Preserve Biodiversity and Sustainable Fisheries
The Jabuka/Pomo Pit is located in the central Adriatic between Italy and Croatia. It is considered the most important habitat for some of the Adriatic’s demersal stocks, especially hake and Norway lobster.
Its muddy and sandy seabed hosts different benthic features, such as gas-related morphologies (e.g. pockmarks and mud volcanoes) and scattered rocks, which increase the heterogeneity of the seabed supporting local biodiversity.
Its seabed, moreover, hosts many vulnerable marine ecosystems such as sea pen meadows and sponge gardens. These environments are particularly sensitive to the impact of bottom gear fisheries which, being continuous and ubiquitous, make their recovery very difficult.
Given its biological importance, in 1998 Italy introduced in the Jakuba/Pomo Pit a Zone of Biological Protection (Zona di Tutela Biologica, ZTB), closed to all commercial and recreational fisheries. However, in 2003 the ZTB was reopened to fishing, and remained without protection for six years. In 2009 Italy closed again the ZTB to fisheries, only to step back once more in 2016 when trawling was yet again authorized within the ZTB.
It was only in 2017, thanks to MedReAct and the Adriatic Project proposal to establish a Fisheries Restricted Area (FRA) in the Jakuba/Pomo Pit, that the area was finally protected by the General Fisheries Commission for the Mediterranean Sea (GFCM). Since then, the Jabuka/Pomo Pit began to regenerate.
In just two years the Jabuka/Pomo FRA produced an extraordinary increase of the commercial fish biomass such as Norway lobster and hake and the return of some vulnerable species, such as demersal sharks.
Today, the Jabuka/Pomo Pit FRA, enjoys permanent protection as well as a control system that has sharply minimised illegal fishing activities, and has become a model to be replicated across the Mediterranean.

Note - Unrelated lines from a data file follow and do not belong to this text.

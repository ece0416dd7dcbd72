//! Transform stages and the helpers they share for reading source sets.

use std::collections::HashSet;

use camino::{Utf8Path, Utf8PathBuf};
use glob::{MatchOptions, Pattern};
use serde::Serialize;

use crate::executor::TaskContext;

/// A unit of work over artifact sets.
///
/// A stage declares which paths it reads and which it writes, and turns its
/// inputs into outputs when run. Stages communicate only through the
/// filesystem, so a stage that depends on another one reads what the other
/// wrote.
pub trait TransformStage: Send + Sync {
    /// Files or directories this stage reads.
    fn inputs(&self) -> Vec<Utf8PathBuf>;

    /// Files or directories this stage writes.
    fn outputs(&self) -> Vec<Utf8PathBuf>;

    fn run(&self, ctx: &TaskContext) -> anyhow::Result<StageOutput>;
}

/// What a stage produced.
#[derive(Debug, Default, Clone, Serialize)]
pub struct StageOutput {
    /// Files written, relative to the project root.
    pub written: Vec<Utf8PathBuf>,
    /// Non-fatal per-item problems, the item was passed through or skipped.
    pub warnings: Vec<String>,
}

impl StageOutput {
    pub fn written(mut self, path: impl Into<Utf8PathBuf>) -> Self {
        self.written.push(path.into());
        self
    }

    pub fn extend(&mut self, other: StageOutput) {
        self.written.extend(other.written);
        self.warnings.extend(other.warnings);
    }
}

const MATCH: MatchOptions = MatchOptions {
    case_sensitive: true,
    require_literal_separator: true,
    require_literal_leading_dot: false,
};

pub(crate) fn is_glob(pattern: &str) -> bool {
    pattern.contains(['*', '?', '['])
}

/// The leading part of `pattern` free of glob syntax.
pub fn glob_base(pattern: &str) -> Utf8PathBuf {
    pattern
        .split('/')
        .take_while(|part| !is_glob(part))
        .collect()
}

/// Expands `patterns` below `root` into root-relative file paths.
///
/// The order of `patterns` is preserved. A glob pattern expands to its
/// matches in sorted path order, a literal entry must name an existing file.
/// A path matched by several entries appears once, at its first position.
pub fn expand_ordered(root: &Utf8Path, patterns: &[String]) -> anyhow::Result<Vec<Utf8PathBuf>> {
    let mut seen = HashSet::new();
    let mut paths = Vec::new();

    for pattern in patterns {
        let mut matches = if is_glob(pattern) {
            let full = root.join(pattern);
            let mut found = Vec::new();

            for entry in glob::glob_with(full.as_str(), MATCH)? {
                let path = Utf8PathBuf::try_from(entry?)?;
                if path.is_file() {
                    found.push(path.strip_prefix(root)?.to_owned());
                }
            }

            found.sort();
            found
        } else {
            let path = Utf8PathBuf::from(pattern);
            if !root.join(&path).is_file() {
                anyhow::bail!("'{}' does not exist", root.join(&path));
            }
            vec![path]
        };

        matches.retain(|path| seen.insert(path.clone()));
        paths.append(&mut matches);
    }

    Ok(paths)
}

/// Whether `path` (root-relative) is matched by any of `patterns`.
pub fn matches_any(patterns: &[String], path: &Utf8Path) -> bool {
    patterns.iter().any(|pattern| {
        Pattern::new(pattern)
            .map(|p| p.matches_with(path.as_str(), MATCH))
            .unwrap_or(false)
    })
}
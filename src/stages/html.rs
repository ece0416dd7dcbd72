//! HTML pipeline: build-block replacement, then minification.

use std::borrow::Cow;
use std::fs;
use std::sync::LazyLock;

use camino::{Utf8Path, Utf8PathBuf};
use rayon::prelude::*;
use regex::{Captures, Regex};
use tracing::info;

use crate::bundle::Baseline;
use crate::config::Config;
use crate::executor::TaskContext;
use crate::stage::{StageOutput, TransformStage, expand_ordered};
use crate::toolchain::Minifier;
use crate::utils::{as_overhead, write_file};

static BUILD_BLOCK: LazyLock<Regex> = LazyLock::new(|| {
    Regex::new(r"(?s)<!--\s*build:(\w+)(?:\([^)]*\))?(?:\s+([^\s>]+?))?\s*-->(.*?)<!--\s*endbuild\s*-->")
        .unwrap()
});

static PROTECTED: LazyLock<Regex> = LazyLock::new(|| {
    Regex::new(
        r"(?is)<pre\b.*?</pre\s*>|<textarea\b.*?</textarea\s*>|<script\b.*?</script\s*>|<style\b.*?</style\s*>",
    )
    .unwrap()
});

static COMMENT: LazyLock<Regex> = LazyLock::new(|| Regex::new(r"(?s)<!--.*?-->").unwrap());

static SPACE: LazyLock<Regex> = LazyLock::new(|| Regex::new(r"\s+").unwrap());

static BLOCK_TAG: LazyLock<Regex> = LazyLock::new(|| {
    Regex::new(
        r"(?i)\s*(</?(?:!doctype|html|head|body|meta|link|title|base|div|p|section|article|aside|header|footer|nav|main|ul|ol|li|dl|dt|dd|h[1-6]|table|thead|tbody|tfoot|tr|td|th|form|fieldset|hr|br|figure|figcaption|template|noscript)\b[^>]*>)\s*",
    )
    .unwrap()
});

/// Collapses `<!-- build:<kind> <path> -->…<!-- endbuild -->` blocks into a
/// single reference to `path`, `remove` blocks are dropped. Assets are not
/// generated, the bundles and stylesheet are produced by their own stages.
///
/// A `js` block keeps `type="module"` or `nomodule` from the scripts it
/// replaces, so differential loading survives the replacement.
pub fn replace_blocks(html: &str) -> Cow<'_, str> {
    BUILD_BLOCK.replace_all(html, |caps: &Captures| {
        let path = caps.get(2).map_or("", |m| m.as_str());
        let body = &caps[3];

        match &caps[1] {
            "css" => format!(r#"<link rel="stylesheet" href="{path}">"#),
            "js" => {
                let attr = if body.contains(r#"type="module""#) {
                    r#" type="module""#
                } else if body.contains("nomodule") {
                    " nomodule"
                } else {
                    ""
                };
                format!(r#"<script{attr} src="{path}"></script>"#)
            }
            "remove" => String::new(),
            _ => body.to_string(),
        }
    })
}

/// Whitespace-collapsing HTML minifier.
///
/// Removes comments except conditional ones, collapses whitespace runs to one
/// space and drops whitespace around block-level tags. The contents of
/// `pre`, `textarea`, `script` and `style` are copied verbatim.
#[derive(Debug, Default, Clone, Copy)]
pub struct HtmlMinifier;

impl Minifier for HtmlMinifier {
    fn minify(&self, source: &str, _: Option<&Baseline>) -> anyhow::Result<String> {
        Ok(minify(source))
    }
}

pub fn minify(html: &str) -> String {
    let mut out = String::with_capacity(html.len());
    let mut cursor = 0;

    for protected in PROTECTED.find_iter(html) {
        out.push_str(&collapse(&html[cursor..protected.start()]));
        out.push_str(protected.as_str());
        cursor = protected.end();
    }

    out.push_str(&collapse(&html[cursor..]));
    out.trim().to_string()
}

fn collapse(text: &str) -> String {
    let text = COMMENT.replace_all(text, |caps: &Captures| {
        let comment = &caps[0];
        if comment.starts_with("<!--[if") {
            comment.to_string()
        } else {
            String::new()
        }
    });

    let text = SPACE.replace_all(&text, " ");
    BLOCK_TAG.replace_all(&text, "$1").into_owned()
}

/// Processes every HTML file of the source tree into the distribution tree,
/// keeping relative paths.
pub struct HtmlStage {
    source: Utf8PathBuf,
    dist: Utf8PathBuf,
    files: Vec<Utf8PathBuf>,
    minify: bool,
}

impl HtmlStage {
    pub fn new(config: &Config) -> anyhow::Result<Self> {
        let source = config.source_dir();

        Ok(Self {
            files: expand_ordered(&source, &config.html.sources)?,
            dist: config.dist_dir(),
            minify: config.html.minify,
            source,
        })
    }

    fn process(&self, ctx: &TaskContext, path: &Utf8Path) -> anyhow::Result<Utf8PathBuf> {
        let from = self.source.join(path);
        let html = fs::read_to_string(&from)
            .map_err(|e| anyhow::anyhow!("Couldn't read {from}: {e}"))?;

        let mut html = replace_blocks(&html).into_owned();
        if self.minify {
            html = ctx.toolchain.html_minifier.minify(&html, None)?;
        }

        let target = self.dist.join(path);
        write_file(&target, html)?;
        Ok(target)
    }
}

impl TransformStage for HtmlStage {
    fn inputs(&self) -> Vec<Utf8PathBuf> {
        self.files.iter().map(|path| self.source.join(path)).collect()
    }

    fn outputs(&self) -> Vec<Utf8PathBuf> {
        self.files.iter().map(|path| self.dist.join(path)).collect()
    }

    fn run(&self, ctx: &TaskContext) -> anyhow::Result<StageOutput> {
        let s = std::time::Instant::now();

        let written = self
            .files
            .par_iter()
            .map(|path| self.process(ctx, path))
            .collect::<anyhow::Result<Vec<_>>>()?;

        info!("Processed {} HTML files {}", written.len(), as_overhead(s));

        Ok(StageOutput {
            written,
            warnings: Vec::new(),
        })
    }
}

#[cfg(test)]
mod tests {
    use super::*;
    use crate::executor::Environment;
    use crate::stages::testing::{context, project, read};

    #[test]
    fn build_blocks_collapse_to_one_reference() {
        let html = r#"<head>
<!-- build:css styles/app.css -->
<link rel="stylesheet" href="styles/a.css">
<link rel="stylesheet" href="styles/b.css">
<!-- endbuild -->
</head>
<body>
<!-- build:js scripts/main.mjs -->
<script type="module" src="scripts/main.js"></script>
<!-- endbuild -->
<!-- build:js scripts/main.js -->
<script nomodule src="scripts/a.js"></script>
<script nomodule src="scripts/b.js"></script>
<!-- endbuild -->
<!-- build:remove -->
<script src="livereload.js"></script>
<!-- endbuild -->
</body>"#;

        let out = replace_blocks(html);

        assert!(out.contains(r#"<link rel="stylesheet" href="styles/app.css">"#));
        assert!(!out.contains("styles/a.css"));
        assert!(out.contains(r#"<script type="module" src="scripts/main.mjs"></script>"#));
        assert!(out.contains(r#"<script nomodule src="scripts/main.js"></script>"#));
        assert!(!out.contains("scripts/b.js"));
        assert!(!out.contains("livereload"));
        assert!(!out.contains("endbuild"));
    }

    #[test]
    fn minify_collapses_and_drops_comments() {
        let html = "<!doctype html>\n<html>\n  <head>\n    <!-- note -->\n    <title>QR   Code</title>\n  </head>\n  <body>\n    <p>Hello   <b>world</b></p>\n  </body>\n</html>\n";

        assert_eq!(
            minify(html),
            "<!doctype html><html><head><title>QR Code</title></head><body><p>Hello <b>world</b></p></body></html>"
        );
    }

    #[test]
    fn minify_keeps_protected_content() {
        let html = "<pre>  a\n   b</pre>\n<script>\n  if (a  <  b) {}\n</script>\n<!--[if IE]><p>old</p><![endif]-->";
        let out = minify(html);

        assert!(out.contains("<pre>  a\n   b</pre>"));
        assert!(out.contains("<script>\n  if (a  <  b) {}\n</script>"));
        assert!(out.contains("<!--[if IE]>"));
    }

    #[test]
    fn stage_keeps_relative_paths() {
        let (_dir, config) = project(&[
            ("app/index.html", b"<html>\n  <body>  hi  </body>\n</html>"),
            ("app/pages/about.html", b"<p>about</p>"),
        ]);

        let env = Environment::new(config.clone()).unwrap();
        let output = HtmlStage::new(&config).unwrap().run(&context(&env)).unwrap();

        assert_eq!(output.written.len(), 2);
        assert_eq!(read(config.dist("index.html")), "<html><body>hi</body></html>");
        assert_eq!(read(config.dist("pages/about.html")), "<p>about</p>");
    }
}
//! Image pipeline: every image is recompressed in its own format, results
//! are cached by source hash.

use std::borrow::Cow;
use std::fs;

use camino::{Utf8Path, Utf8PathBuf};
use rayon::prelude::*;
use tracing::{debug, info};
use tracing_indicatif::span_ext::IndicatifSpanExt;

use crate::cache::CacheStore;
use crate::config::Config;
use crate::core::Hash32;
use crate::executor::TaskContext;
use crate::stage::{StageOutput, TransformStage, expand_ordered};
use crate::toolchain::Optimizer;
use crate::utils::{as_overhead, write_file};

/// Lossless PNG recompression and JPEG re-encoding at a fixed quality.
/// Every other format is passed through.
#[cfg(feature = "image")]
#[derive(Debug, Clone, Copy)]
pub struct ImageOptimizer {
    jpeg_quality: u8,
}

#[cfg(feature = "image")]
impl ImageOptimizer {
    pub fn new(jpeg_quality: u8) -> Self {
        Self {
            jpeg_quality: jpeg_quality.clamp(1, 100),
        }
    }
}

#[cfg(feature = "image")]
impl Optimizer for ImageOptimizer {
    fn namespace(&self) -> String {
        format!("img-png-best-jpeg-q{}", self.jpeg_quality)
    }

    fn optimize(&self, _: &Utf8Path, bytes: &[u8]) -> anyhow::Result<Option<Vec<u8>>> {
        use image::codecs::jpeg::JpegEncoder;
        use image::codecs::png::{CompressionType, FilterType, PngEncoder};
        use image::{ExtendedColorType, ImageEncoder, ImageFormat};

        let Ok(format) = image::guess_format(bytes) else {
            return Ok(None);
        };

        let mut out = Vec::new();

        match format {
            ImageFormat::Png => {
                let img = image::load_from_memory_with_format(bytes, format)?;

                PngEncoder::new_with_quality(&mut out, CompressionType::Best, FilterType::Adaptive)
                    .write_image(img.as_bytes(), img.width(), img.height(), img.color().into())?;
            }
            ImageFormat::Jpeg => {
                let img = image::load_from_memory_with_format(bytes, format)?;
                let rgb = img.to_rgb8();

                JpegEncoder::new_with_quality(&mut out, self.jpeg_quality).write_image(
                    &rgb,
                    rgb.width(),
                    rgb.height(),
                    ExtendedColorType::Rgb8,
                )?;
            }
            _ => return Ok(None),
        }

        Ok(Some(out))
    }
}

/// Runs `optimizer` on `bytes` unless the cache already holds the result.
///
/// The smaller of input and optimized output is kept and cached, so a second
/// run over the same bytes never calls the optimizer. A failing optimizer is
/// not fatal: the input passes through and a warning is returned.
pub fn optimize_cached<'a>(
    cache: &CacheStore,
    optimizer: &dyn Optimizer,
    path: &Utf8Path,
    bytes: &'a [u8],
) -> (Cow<'a, [u8]>, Option<String>) {
    let namespace = optimizer.namespace();
    let key = Hash32::hash(bytes);

    if let Some(cached) = cache.get(&namespace, key) {
        return (Cow::Owned(cached), None);
    }

    match optimizer.optimize(path, bytes) {
        Ok(Some(optimized)) => {
            let output = if optimized.len() < bytes.len() {
                Cow::Owned(optimized)
            } else {
                debug!(%path, "optimized image is not smaller, keeping the original");
                Cow::Borrowed(bytes)
            };

            let warning = cache
                .put(&namespace, key, &output)
                .err()
                .map(|e| format!("{path}: couldn't cache the optimized image: {e}"));

            (output, warning)
        }
        Ok(None) => (Cow::Borrowed(bytes), None),
        Err(e) => (
            Cow::Borrowed(bytes),
            Some(format!("{path}: optimization failed, copied unchanged: {e:#}")),
        ),
    }
}

pub struct ImageStage {
    source: Utf8PathBuf,
    dist: Utf8PathBuf,
    files: Vec<Utf8PathBuf>,
}

impl ImageStage {
    pub fn new(config: &Config) -> anyhow::Result<Self> {
        let source = config.source_dir();

        Ok(Self {
            files: expand_ordered(&source, &config.images.sources)?,
            dist: config.dist_dir(),
            source,
        })
    }
}

impl TransformStage for ImageStage {
    fn inputs(&self) -> Vec<Utf8PathBuf> {
        self.files.iter().map(|path| self.source.join(path)).collect()
    }

    fn outputs(&self) -> Vec<Utf8PathBuf> {
        self.files.iter().map(|path| self.dist.join(path)).collect()
    }

    fn run(&self, ctx: &TaskContext) -> anyhow::Result<StageOutput> {
        let s = std::time::Instant::now();
        ctx.span.pb_set_length(self.files.len() as u64);

        let results = self
            .files
            .par_iter()
            .map(|path| -> anyhow::Result<(Utf8PathBuf, Option<String>)> {
                let from = self.source.join(path);
                let bytes = fs::read(&from).map_err(|e| anyhow::anyhow!("Couldn't read {from}: {e}"))?;

                let (output, warning) =
                    optimize_cached(&ctx.cache, ctx.toolchain.optimizer.as_ref(), path, &bytes);

                let target = self.dist.join(path);
                write_file(&target, &output)?;
                ctx.span.pb_inc(1);

                Ok((target, warning))
            })
            .collect::<anyhow::Result<Vec<_>>>()?;

        let mut output = StageOutput::default();
        for (target, warning) in results {
            output.written.push(target);
            output.warnings.extend(warning);
        }

        info!("Processed {} images {}", output.written.len(), as_overhead(s));
        Ok(output)
    }
}
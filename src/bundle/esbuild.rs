use std::io::Write;
use std::process::{Command, Stdio};

use camino::{Utf8Path, Utf8PathBuf};
use thiserror::Error;
use tracing::debug;

use super::OutputFormat;
use super::baseline::Baseline;
use crate::toolchain::{Bundler, Minifier, Transpiler};

/// Errors that can occur when running Esbuild.
#[derive(Debug, Error)]
pub enum EsbuildError {
    /// The process couldn't be started or fed.
    #[error("Couldn't run '{0}':\n{1}")]
    Io(Utf8PathBuf, std::io::Error),

    /// The Esbuild process returned a non-zero exit code.
    #[error("Esbuild execution failed:\n{0}")]
    Esbuild(String),

    /// Failed to parse Esbuild output as UTF-8.
    #[error("UTF-8 conversion error: {0}")]
    Utf8(#[from] std::string::FromUtf8Error),
}

/// An external `esbuild` binary.
///
/// Bundling runs it on the entry file with `--bundle`, so module resolution,
/// scope hoisting and renaming of colliding top-level names are all esbuild's.
/// Minification and lowering run it in transform mode, piping the code
/// through stdin and stdout.
#[derive(Debug, Clone)]
pub struct Esbuild {
    binary: Utf8PathBuf,
}

impl Esbuild {
    pub fn new(binary: impl Into<Utf8PathBuf>) -> Self {
        Self {
            binary: binary.into(),
        }
    }

    fn command(&self) -> Command {
        let mut command = Command::new(self.binary.as_str());
        command
            .arg("--log-level=error")
            .stdout(Stdio::piped())
            .stderr(Stdio::piped());
        command
    }

    fn bundle_file(&self, entry: &Utf8Path, format: OutputFormat) -> Result<String, EsbuildError> {
        let format = match format {
            OutputFormat::Module => "esm",
            OutputFormat::SelfExecuting => "iife",
        };

        debug!(%entry, format, "esbuild --bundle");

        let output = self
            .command()
            .arg(entry.as_str())
            .arg("--bundle")
            .arg(format!("--format={format}"))
            .stdin(Stdio::null())
            .output()
            .map_err(|e| EsbuildError::Io(self.binary.clone(), e))?;

        if !output.status.success() {
            return Err(EsbuildError::Esbuild(String::from_utf8(output.stderr)?));
        }

        Ok(String::from_utf8(output.stdout)?)
    }

    fn transform(&self, source: &str, args: &[String]) -> Result<String, EsbuildError> {
        let io = |e| EsbuildError::Io(self.binary.clone(), e);

        let mut child = self
            .command()
            .arg("--loader=js")
            .args(args)
            .stdin(Stdio::piped())
            .spawn()
            .map_err(io)?;

        let mut stdin = child.stdin.take();

        // feed stdin from another thread, a large output would otherwise
        // fill the stdout pipe and block both processes
        let output = std::thread::scope(|s| {
            let writer = s.spawn(move || match stdin.as_mut() {
                Some(stdin) => stdin.write_all(source.as_bytes()),
                None => Ok(()),
            });

            let output = child.wait_with_output();
            let written = writer.join().unwrap_or(Ok(()));
            written.and(output)
        })
        .map_err(io)?;

        if !output.status.success() {
            return Err(EsbuildError::Esbuild(String::from_utf8(output.stderr)?));
        }

        Ok(String::from_utf8(output.stdout)?)
    }
}

impl Bundler for Esbuild {
    fn bundle(&self, entry: &Utf8Path, format: OutputFormat) -> anyhow::Result<String> {
        Ok(self.bundle_file(entry, format)?)
    }
}

/// Esbuild can't lower every feature to every target, classes and `let` to
/// ES5 being the usual failures. Those surface as errors, not as broken code.
impl Transpiler for Esbuild {
    fn transpile(&self, source: &str, baseline: &Baseline) -> anyhow::Result<String> {
        Ok(self.transform(source, &[format!("--target={baseline}")])?)
    }
}

impl Minifier for Esbuild {
    fn minify(&self, source: &str, baseline: Option<&Baseline>) -> anyhow::Result<String> {
        let mut args = vec!["--minify".to_string()];
        if let Some(baseline) = baseline {
            args.push(format!("--target={baseline}"));
        }

        Ok(self.transform(source, &args)?)
    }
}


#[cfg(test)]
mod tests {
    use std::fs;

    use super::*;

    #[test]
    fn missing_binary_is_an_io_error() {
        let esbuild = Esbuild::new("/nonexistent/esbuild");
        let err = esbuild.transform("var a;", &[]).unwrap_err();
        assert!(matches!(err, EsbuildError::Io(..)));
    }

    #[cfg(unix)]
    #[test]
    fn arguments_and_stdout() {
        let dir = tempfile::tempdir().unwrap();
        let root = Utf8Path::from_path(dir.path()).unwrap().to_owned();
        let stub = testing::stub(&root);
        fs::write(root.join("main.js"), "export var a = 1;\n").unwrap();

        let esbuild = Esbuild::new(&stub);
        let chrome52 = "chrome52".parse().unwrap();

        let bundled = esbuild.bundle(&root.join("main.js"), OutputFormat::SelfExecuting).unwrap();
        let lowered = esbuild.transpile("var b = 2;", &chrome52).unwrap();
        let minified = esbuild.minify("var c = 3;", Some(&chrome52)).unwrap();

        assert_eq!(bundled, "(() => {\nvar a = 1;\n})();\n");
        assert_eq!(lowered, "var b = 2;");
        assert_eq!(minified, "var c = 3;");
        assert_eq!(
            testing::calls(&stub),
            [
                format!("--log-level=error {root}/main.js --bundle --format=iife"),
                "--log-level=error --loader=js --target=chrome52".to_string(),
                "--log-level=error --loader=js --minify --target=chrome52".to_string(),
            ]
        );
    }

    #[cfg(unix)]
    #[test]
    fn failure_carries_stderr() {
        use std::os::unix::fs::PermissionsExt;

        let dir = tempfile::tempdir().unwrap();
        let root = Utf8Path::from_path(dir.path()).unwrap().to_owned();
        let path = root.join("esbuild");
        fs::write(&path, "#!/bin/sh\necho 'Could not resolve \"./nope.js\"' >&2\nexit 1\n").unwrap();
        fs::set_permissions(&path, fs::Permissions::from_mode(0o755)).unwrap();

        let err = Esbuild::new(&path)
            .bundle_file(&root.join("main.js"), OutputFormat::Module)
            .unwrap_err();

        assert!(matches!(err, EsbuildError::Esbuild(ref stderr) if stderr.contains("./nope.js")));
    }

    #[test]
    fn real_esbuild_renames_colliding_names() {
        let Some(binary) = testing::installed() else {
            return;
        };

        let dir = tempfile::tempdir().unwrap();
        let root = Utf8Path::from_path(dir.path()).unwrap().to_owned();
        fs::write(root.join("a.js"), "var x = 1;\nexport function getA() { return x; }\n").unwrap();
        fs::write(root.join("b.js"), "var x = 2;\nexport function getB() { return x; }\n").unwrap();
        fs::write(
            root.join("main.js"),
            "import { getA } from './a.js';\nimport { getB } from './b.js';\nconsole.log(getA(), getB());\n",
        )
        .unwrap();

        let code = Esbuild::new(binary)
            .bundle(&root.join("main.js"), OutputFormat::SelfExecuting)
            .unwrap();

        assert!(code.contains("var x = 1;"));
        assert!(code.contains("var x2 = 2;"));
        assert!(!code.contains("import"));
    }
}
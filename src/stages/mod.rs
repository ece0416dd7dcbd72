//! The asset stages of the build graph.

pub mod clean;
pub mod copy;
pub mod html;
pub mod images;
pub mod styles;

pub use clean::{CleanStage, FinishStage};
pub use copy::CopyStage;
pub use html::HtmlStage;
pub use images::ImageStage;
pub use styles::StyleStage;

#[cfg(test)]
pub(crate) mod testing {
    use std::fs;

    use camino::{Utf8Path, Utf8PathBuf};

    use crate::config::Config;
    use crate::executor::{Environment, TaskContext};

    /// A project root holding `files`, with the default configuration.
    pub fn project(files: &[(&str, &[u8])]) -> (tempfile::TempDir, Config) {
        let dir = tempfile::tempdir().unwrap();
        let root = Utf8Path::from_path(dir.path()).unwrap().to_owned();

        for (path, bytes) in files {
            let path = root.join(path);
            fs::create_dir_all(path.parent().unwrap()).unwrap();
            fs::write(path, bytes).unwrap();
        }

        (dir, Config::at(root))
    }

    pub fn context(env: &Environment) -> TaskContext<'_> {
        TaskContext {
            env,
            span: tracing::Span::none(),
        }
    }

    pub fn read(path: impl AsRef<Utf8Path>) -> String {
        fs::read_to_string(path.as_ref()).unwrap()
    }

    pub fn list(dir: &Utf8Path) -> Vec<Utf8PathBuf> {
        let mut files: Vec<_> = walk(dir)
            .into_iter()
            .map(|path| path.strip_prefix(dir).unwrap().to_owned())
            .collect();
        files.sort();
        files
    }

    fn walk(dir: &Utf8Path) -> Vec<Utf8PathBuf> {
        let mut out = Vec::new();
        let Ok(entries) = fs::read_dir(dir) else {
            return out;
        };

        for entry in entries {
            let path = Utf8PathBuf::try_from(entry.unwrap().path()).unwrap();
            if path.is_dir() {
                out.extend(walk(&path));
            } else {
                out.push(path);
            }
        }

        out
    }
}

In 2017, thanks to MedReAct and the Adriatic Recovery Project, the first Fisheries Recovery Area (FRA) was established in the central Adriatic Sea (Jabuka/Pomo Pit). In less than two years, the Jabuka/Pomo Pit FRA produced an extraordinary increase in Norway lobster and hake biomass, and the return of vulnerable species like sharks to the area.